Ajaran
sekte Wahabi mengenai para sahabat Nabi
1. Sebagaimana
yang telah kami paparkan dalam tulisan sebelumnya, kaum Wahabi itu menganggap
para sahabat Nabi sebagai kaum penyembah berhala dan pembuat bid’ah saja karena
sepeninggal Nabi mereka tetap saja memperbolehkan amalan Tawassul dan ziarah
kubur. Mereka juga melaknat orang-orang yang membiarkan praktek ini terjadi
atau orang-orang yang mengetahui tentang hal ini akan tidak tidak mau menyebut
dan menghukumi para pelakunya sebagai musyrikin dan para pembuat bid’ah yang
kepadanya diperbolehkan untuk dihukum mati dan dijarah harta kekayaannya.
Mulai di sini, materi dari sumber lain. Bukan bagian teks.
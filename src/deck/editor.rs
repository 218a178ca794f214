//! Deck editing session.
//!
//! Both sections are kept in the default display order after every change:
//! - LRIG deck: LRIG by level, then RESONA by level, then ARTS
//! - Main deck: SIGNI by level descending and power ascending, then spells
//!
//! Ties fall back to card ID, then to the order the cards were added.

use crate::cards::{CardRecord, CardSource, CardType, Pid};
use crate::localize::Localizer;

use super::restriction::FormatRestriction;
use super::text::deck_to_text;
use super::validator::{DeckReport, DeckValidator};
use super::{Deck, DeckSection};

/// Sort key for the default order. Only the fields relevant to the card's
/// type are filled in; the rest stay zero.
fn sort_key(record: &CardRecord) -> (u8, i64, i64, u32) {
    match record.card_type {
        CardType::Lrig => (0, record.level, 0, record.cid.raw()),
        CardType::Resona => (1, record.level, 0, record.cid.raw()),
        CardType::Signi => (2, -record.level, record.power, record.cid.raw()),
        CardType::Spell => (3, 0, 0, record.cid.raw()),
        CardType::Arts => (4, 0, 0, record.cid.raw()),
    }
}

/// Mutable deck being edited.
///
/// ## Example
///
/// ```
/// use wx_deck::cards::{CardRecord, CardStore, CardType, Pid};
/// use wx_deck::deck::DeckEditor;
///
/// let store = CardStore::from_records([
///     CardRecord::new(Pid::new(1), "Tama", CardType::Lrig),
///     CardRecord::new(Pid::new(2), "Servant", CardType::Signi),
/// ])
/// .unwrap();
///
/// let mut editor = DeckEditor::new(&store);
/// assert!(editor.add_card(Pid::new(2)));
/// assert!(editor.add_card(Pid::new(1)));
/// assert_eq!(editor.deck().lrig_deck, vec![Pid::new(1)]);
/// ```
#[derive(Clone, Debug)]
pub struct DeckEditor<'a> {
    store: &'a dyn CardSource,
    main_deck: Vec<&'a CardRecord>,
    lrig_deck: Vec<&'a CardRecord>,
}

impl<'a> DeckEditor<'a> {
    /// Empty session.
    #[must_use]
    pub fn new(store: &'a dyn CardSource) -> Self {
        Self {
            store,
            main_deck: Vec::new(),
            lrig_deck: Vec::new(),
        }
    }

    /// Session over an existing deck. Pids the store does not know are
    /// dropped; sections are not re-routed by type.
    #[must_use]
    pub fn from_deck(store: &'a dyn CardSource, deck: &Deck) -> Self {
        let resolve = |pids: &[Pid]| -> Vec<&'a CardRecord> {
            let records: Vec<_> = pids.iter().filter_map(|&pid| store.get_by_pid(pid)).collect();
            if records.len() < pids.len() {
                log::debug!("dropped {} unknown pids", pids.len() - records.len());
            }
            records
        };
        let mut editor = Self {
            store,
            main_deck: resolve(&deck.main_deck),
            lrig_deck: resolve(&deck.lrig_deck),
        };
        editor.sort(DeckSection::Main);
        editor.sort(DeckSection::Lrig);
        editor
    }

    fn section_mut(&mut self, section: DeckSection) -> &mut Vec<&'a CardRecord> {
        match section {
            DeckSection::Main => &mut self.main_deck,
            DeckSection::Lrig => &mut self.lrig_deck,
        }
    }

    /// Records of one section, in display order.
    #[must_use]
    pub fn section(&self, section: DeckSection) -> &[&'a CardRecord] {
        match section {
            DeckSection::Main => &self.main_deck,
            DeckSection::Lrig => &self.lrig_deck,
        }
    }

    fn sort(&mut self, section: DeckSection) {
        // Stable, so equal keys keep insertion order.
        self.section_mut(section).sort_by_key(|r| sort_key(r));
    }

    /// Add a printing to the section its type belongs to.
    ///
    /// Returns `false` for unknown pids and when the section is at its
    /// soft cap.
    pub fn add_card(&mut self, pid: Pid) -> bool {
        let store = self.store;
        let Some(record) = store.get_by_pid(pid) else {
            log::debug!("cannot add unknown {pid}");
            return false;
        };
        let section = DeckSection::for_type(record.card_type);
        let cards = self.section_mut(section);
        if cards.len() >= section.soft_cap() {
            log::debug!("{section:?} deck is full");
            return false;
        }
        cards.push(record);
        self.sort(section);
        true
    }

    /// Remove the card at a display position, returning its pid.
    pub fn remove_card(&mut self, section: DeckSection, index: usize) -> Option<Pid> {
        let cards = self.section_mut(section);
        if index >= cards.len() {
            return None;
        }
        Some(cards.remove(index).pid)
    }

    /// Current deck in display order.
    #[must_use]
    pub fn deck(&self) -> Deck {
        Deck {
            main_deck: self.main_deck.iter().map(|r| r.pid).collect(),
            lrig_deck: self.lrig_deck.iter().map(|r| r.pid).collect(),
        }
    }

    /// Check the current deck against the process-wide restriction.
    #[must_use]
    pub fn report(&self) -> DeckReport {
        DeckValidator::new(self.store).report(&self.deck())
    }

    /// Check the current deck against an explicit restriction.
    #[must_use]
    pub fn report_with(&self, restriction: &FormatRestriction) -> DeckReport {
        DeckValidator::with_restriction(self.store, restriction).report(&self.deck())
    }

    /// Plain-text card list of the current deck.
    #[must_use]
    pub fn to_text(&self, localizer: Option<&dyn Localizer>) -> String {
        deck_to_text(&self.deck(), self.store, localizer)
    }
}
Ajaran kaum Wahabi ini bertentangan dengan klaim mereka sendiri yang senantiasa
menyebutkan bahwa para sahabat Nabi itu adalah orang-orang yang mulia dan
tinggi kedudukannya.
2. Belum
puas dengan itu, kaum Wahabi malah dengan terang-terangan menyerang para
sahabat Nabi yang mengikuti setiap prilaku Nabi dengan penuh kepatuhan dan
ketaatan. Lihat saja misalnya, Muhammad bin Abdul Wahab—sebagai pendiri sekte
Wahabi ini, pernah mengemukakan sebagai berikut:
“ …………sekelompok sahabat Nabi yang pernah
berperang dengan Nabi, shalat di belakang Nabi, membayar zakat, berpuasa, dan
berhaji bersama Nabi, pada kenyataannya adalah orang-orang pembuat bid’ah dan
mereka telah menyimpang dari Islam.”[1]
3. Oleh
karena itu, sama sekali tidak mengherankan kalau para penulis Wahabi dan para
ulama Wahabi sangat ekstrim sekali ketika mereka membela Yazid bin Mu’awiyah[2]
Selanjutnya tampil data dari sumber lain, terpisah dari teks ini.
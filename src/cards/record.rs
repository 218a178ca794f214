//! Card records - static printed card data.
//!
//! A `CardRecord` describes one physical printing. Reprints and alternate
//! arts share a canonical id (`Cid`), which is itself the `Pid` of the
//! canonical printing.

use serde::{Deserialize, Deserializer, Serialize};

/// Printing identifier - one specific print/art of a card.
#[derive(Clone, Copy, Debug, PartialEq, Eq, Hash, PartialOrd, Ord, Serialize, Deserialize)]
#[serde(transparent)]
pub struct Pid(pub u32);

impl Pid {
    /// Create a new printing ID.
    #[must_use]
    pub const fn new(id: u32) -> Self {
        Self(id)
    }

    /// Get the raw ID value.
    #[must_use]
    pub const fn raw(self) -> u32 {
        self.0
    }
}

impl std::fmt::Display for Pid {
    fn fmt(&self, f: &mut std::fmt::Formatter<'_>) -> std::fmt::Result {
        write!(f, "Pid({})", self.0)
    }
}

/// Canonical card identifier - the card's rules identity.
///
/// A `Cid` names the printing that carries the canonical data, so it
/// converts losslessly into a `Pid` for lookup.
#[derive(Clone, Copy, Debug, PartialEq, Eq, Hash, PartialOrd, Ord, Serialize, Deserialize)]
#[serde(transparent)]
pub struct Cid(pub u32);

impl Cid {
    /// Create a new canonical ID.
    #[must_use]
    pub const fn new(id: u32) -> Self {
        Self(id)
    }

    /// Get the raw ID value.
    #[must_use]
    pub const fn raw(self) -> u32 {
        self.0
    }

    /// The printing that holds the canonical record.
    #[must_use]
    pub const fn as_pid(self) -> Pid {
        Pid(self.0)
    }
}

impl std::fmt::Display for Cid {
    fn fmt(&self, f: &mut std::fmt::Formatter<'_>) -> std::fmt::Result {
        write!(f, "Cid({})", self.0)
    }
}

/// Card type.
#[derive(Clone, Copy, Debug, PartialEq, Eq, Hash, Serialize, Deserialize)]
#[serde(rename_all = "UPPERCASE")]
pub enum CardType {
    Lrig,
    Signi,
    Spell,
    Arts,
    Resona,
}

impl CardType {
    /// Lower-case name used by the search keywords.
    #[must_use]
    pub const fn keyword(self) -> &'static str {
        match self {
            CardType::Lrig => "lrig",
            CardType::Signi => "signi",
            CardType::Spell => "spell",
            CardType::Arts => "arts",
            CardType::Resona => "resona",
        }
    }

    /// Spells and arts carry no meaningful level, power or limit.
    #[must_use]
    pub const fn has_stats(self) -> bool {
        !matches!(self, CardType::Spell | CardType::Arts)
    }

    /// Cards that belong in the LRIG deck rather than the main deck.
    #[must_use]
    pub const fn is_lrig_deck_type(self) -> bool {
        matches!(self, CardType::Lrig | CardType::Arts | CardType::Resona)
    }
}

/// Phase at which an ability may be used.
#[derive(Clone, Copy, Debug, PartialEq, Eq, Hash, Serialize, Deserialize)]
pub enum Timming {
    #[serde(rename = "mainPhase")]
    MainPhase,
    #[serde(rename = "attackPhase")]
    AttackPhase,
    #[serde(rename = "spellCutIn")]
    SpellCutIn,
}

/// One of the four effect-text groups on a card.
#[derive(Clone, Copy, Debug, PartialEq, Eq, Hash)]
pub enum EffectGroup {
    Const,
    StartUp,
    Action,
    Burst,
}

/// Static card record.
///
/// Field names follow the camelCase card database format, so a database
/// row deserializes directly. Empty `limiting` and cross fields read as unset.
#[derive(Clone, Debug, PartialEq, Serialize, Deserialize)]
#[serde(rename_all = "camelCase")]
pub struct CardRecord {
    pub pid: Pid,
    pub cid: Cid,
    #[serde(default)]
    pub wxid: String,
    #[serde(default)]
    pub name: String,
    #[serde(default)]
    pub rarity: String,
    pub card_type: CardType,
    #[serde(default)]
    pub color: String,
    #[serde(default)]
    pub level: i64,
    #[serde(default)]
    pub limit: i64,
    #[serde(default)]
    pub power: i64,
    /// `/`-delimited LRIG classes this card may be used with.
    #[serde(
        default,
        deserialize_with = "non_empty",
        skip_serializing_if = "Option::is_none"
    )]
    pub limiting: Option<String>,
    #[serde(default)]
    pub illust: String,
    #[serde(default)]
    pub classes: Vec<String>,
    #[serde(default)]
    pub guard_flag: bool,
    #[serde(default)]
    pub rise: bool,
    #[serde(default)]
    pub trap: bool,
    #[serde(default)]
    pub acce: bool,
    #[serde(
        default,
        deserialize_with = "non_empty",
        skip_serializing_if = "Option::is_none"
    )]
    pub cross_left: Option<String>,
    #[serde(
        default,
        deserialize_with = "non_empty",
        skip_serializing_if = "Option::is_none"
    )]
    pub cross_right: Option<String>,
    /// Front face of a double-faced card.
    #[serde(default, skip_serializing_if = "Option::is_none")]
    pub side_a: Option<Pid>,
    #[serde(default)]
    pub timmings: Vec<Timming>,
    #[serde(default)]
    pub const_effect_texts: Vec<String>,
    #[serde(default)]
    pub start_up_effect_texts: Vec<String>,
    #[serde(default)]
    pub action_effect_texts: Vec<String>,
    #[serde(default)]
    pub burst_effect_texts: Vec<String>,
}

impl CardRecord {
    /// Create a record that is its own canonical printing.
    ///
    /// ## Example
    ///
    /// ```
    /// use wx_deck::cards::{CardRecord, CardType, Pid};
    ///
    /// let card = CardRecord::new(Pid::new(1), "Tama", CardType::Lrig)
    ///     .with_level(0)
    ///     .with_color("white");
    ///
    /// assert_eq!(card.cid.raw(), 1);
    /// assert_eq!(card.level, 0);
    /// ```
    #[must_use]
    pub fn new(pid: Pid, name: impl Into<String>, card_type: CardType) -> Self {
        Self {
            pid,
            cid: Cid(pid.0),
            wxid: String::new(),
            name: name.into(),
            rarity: String::new(),
            card_type,
            color: String::new(),
            level: 0,
            limit: 0,
            power: 0,
            limiting: None,
            illust: String::new(),
            classes: Vec::new(),
            guard_flag: false,
            rise: false,
            trap: false,
            acce: false,
            cross_left: None,
            cross_right: None,
            side_a: None,
            timmings: Vec::new(),
            const_effect_texts: Vec::new(),
            start_up_effect_texts: Vec::new(),
            action_effect_texts: Vec::new(),
            burst_effect_texts: Vec::new(),
        }
    }

    /// Point this printing at another canonical record (reprint).
    #[must_use]
    pub fn reprint_of(mut self, cid: Cid) -> Self {
        self.cid = cid;
        self
    }

    #[must_use]
    pub fn with_wxid(mut self, wxid: impl Into<String>) -> Self {
        self.wxid = wxid.into();
        self
    }

    #[must_use]
    pub fn with_rarity(mut self, rarity: impl Into<String>) -> Self {
        self.rarity = rarity.into();
        self
    }

    #[must_use]
    pub fn with_color(mut self, color: impl Into<String>) -> Self {
        self.color = color.into();
        self
    }

    #[must_use]
    pub fn with_level(mut self, level: i64) -> Self {
        self.level = level;
        self
    }

    #[must_use]
    pub fn with_power(mut self, power: i64) -> Self {
        self.power = power;
        self
    }

    #[must_use]
    pub fn with_limit(mut self, limit: i64) -> Self {
        self.limit = limit;
        self
    }

    #[must_use]
    pub fn with_limiting(mut self, limiting: impl Into<String>) -> Self {
        self.limiting = Some(limiting.into()).filter(|l| !l.is_empty());
        self
    }

    #[must_use]
    pub fn with_illust(mut self, illust: impl Into<String>) -> Self {
        self.illust = illust.into();
        self
    }

    /// Add a class name (builder pattern).
    #[must_use]
    pub fn with_class(mut self, class: impl Into<String>) -> Self {
        self.classes.push(class.into());
        self
    }

    #[must_use]
    pub fn with_rise(mut self) -> Self {
        self.rise = true;
        self
    }

    #[must_use]
    pub fn with_trap(mut self) -> Self {
        self.trap = true;
        self
    }

    #[must_use]
    pub fn with_acce(mut self) -> Self {
        self.acce = true;
        self
    }

    #[must_use]
    pub fn with_cross_left(mut self, partner: impl Into<String>) -> Self {
        self.cross_left = Some(partner.into()).filter(|p| !p.is_empty());
        self
    }

    #[must_use]
    pub fn with_cross_right(mut self, partner: impl Into<String>) -> Self {
        self.cross_right = Some(partner.into()).filter(|p| !p.is_empty());
        self
    }

    /// Mark this record as the back face of `front`.
    #[must_use]
    pub fn with_side_a(mut self, front: Pid) -> Self {
        self.side_a = Some(front);
        self
    }

    #[must_use]
    pub fn with_timming(mut self, timming: Timming) -> Self {
        self.timmings.push(timming);
        self
    }

    /// Append a text to one of the effect groups (builder pattern).
    #[must_use]
    pub fn with_effect(mut self, group: EffectGroup, text: impl Into<String>) -> Self {
        let texts = match group {
            EffectGroup::Const => &mut self.const_effect_texts,
            EffectGroup::StartUp => &mut self.start_up_effect_texts,
            EffectGroup::Action => &mut self.action_effect_texts,
            EffectGroup::Burst => &mut self.burst_effect_texts,
        };
        texts.push(text.into());
        self
    }

    /// Texts of an effect group.
    #[must_use]
    pub fn effects(&self, group: EffectGroup) -> &[String] {
        match group {
            EffectGroup::Const => &self.const_effect_texts,
            EffectGroup::StartUp => &self.start_up_effect_texts,
            EffectGroup::Action => &self.action_effect_texts,
            EffectGroup::Burst => &self.burst_effect_texts,
        }
    }

    /// Whether the card carries a life burst.
    #[must_use]
    pub fn has_burst(&self) -> bool {
        !self.burst_effect_texts.is_empty()
    }

    /// Whether either cross link is set.
    #[must_use]
    pub fn has_cross(&self) -> bool {
        self.cross_left.is_some() || self.cross_right.is_some()
    }

    /// Iterate over the `/`-delimited restriction list, if any.
    pub fn limitings(&self) -> impl Iterator<Item = &str> {
        self.limiting.as_deref().into_iter().flat_map(|l| l.split('/'))
    }
}

/// The card database writes `""` for an unset optional text field.
fn non_empty<'de, D>(deserializer: D) -> Result<Option<String>, D::Error>
where
    D: Deserializer<'de>,
{
    let value: Option<String> = Option::deserialize(deserializer)?;
    Ok(value.filter(|v| !v.is_empty()))
}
yang perbuatannya menunjukkan permusuhan kepada para sahabat Nabi. Pasukan
Yazid-lah yang sudah meluluh lantakkan Madinah dalam sebuah perang yang
dinamakan dengan Perang al-Hara dimana banyak sekali para sahabat Nabi yang
masih hidup pada masa itu dibunuhi dan isteri-isteri serta puteri-puterinya
diperkosa beramai-ramai oleh mereka. Menurut riwayat dan catatan sejarah,
setelah peristiwa ini sebanyak satu ribu perempuan di sana mengandung tanpa
mengetahui siapa ayah dari bayinya itu. Sebelumnya, pasukan Yazid telah
melakukan kejahatan yang lebih keji lagi yaitu membantai 18 orang anggota
keluarga Nabi di sebuah lapangan bernama Karbala. Yang ikut dibunuh dan
dimutilasi dalam peristiwa tragi situ ialah cucu Nabi yang paling dikasihi Nabi
yaitu Imam Husein (as), juga saudara-saudaranya, putera-puteranya termasuk
seorang bayi mungil yang baru berusia beberapa bulan saja. Pada masa rezim
pemerintahan Yazid itulah—di bawah perintahnya, Mekah juga diserang dan Ka’bah
dibakar. Akan tetapi—sangat menakjubkan!—kaum Wahabi malah mengelu-elukan Yazid
dalam setiap tulisan mereka yang artinya bahwa para pengikut sekte Wahabi itu
menganggap perbuatan Yazid itu wajar saja dan bisa dimaklumi. Mereka juga
mengabaikan fakta-fakta yang menegaskan bahwa Yazid itu tidak pernah mendirikan
shalat wajib dan suka meminum minuman keras. Kalau memang para pengikut sekte
Wahabi itu mengikuti Imam Ahmad bin Hanbal dalam fikihnya, maka seharusnya
fakta tersebut sudah sangat cukup untuk menghukumi Yazid sebagai seorang
pendosa. Akan tetapi, alih-alih menyebut Yazid sebagai pendosa, malahan kaum
Wahabi itu mengelu-elukan Yazid—mengkultuskan Yazid, sambal di sisi lain
melaknat orang-orang shaleh yang suka bertawassul kepada Nabi termasuk di
dalamnya para sahabat Nabi sendiri. Kaum Wahabi lebih senang menyebut para
sahabat Nabi itu sebagai pelaku dosa daripada menuduh Yazid dengan sebutan yang
sama.
Ajaran
sekte Wahabi mengenai sifat-sifat Allah
Ajaran sekte Wahabi tentang
sifat-sifat Allah sama saja dengan ajaran yang dibawakan oleh kaum al-Mujasima[3],
yaitu:
Mereka menyebutkan bahwa Allah
itu memiliki organ tubuh sama seperti makhluk lainnya yaitu memiliki tangan,
kaki, mata, dan wajah. Mereka juga menyebutkan bahwa Allah itu duduk, bergerak,
berpindah tempat, turun dan naik sama seperti makhluknya.[4]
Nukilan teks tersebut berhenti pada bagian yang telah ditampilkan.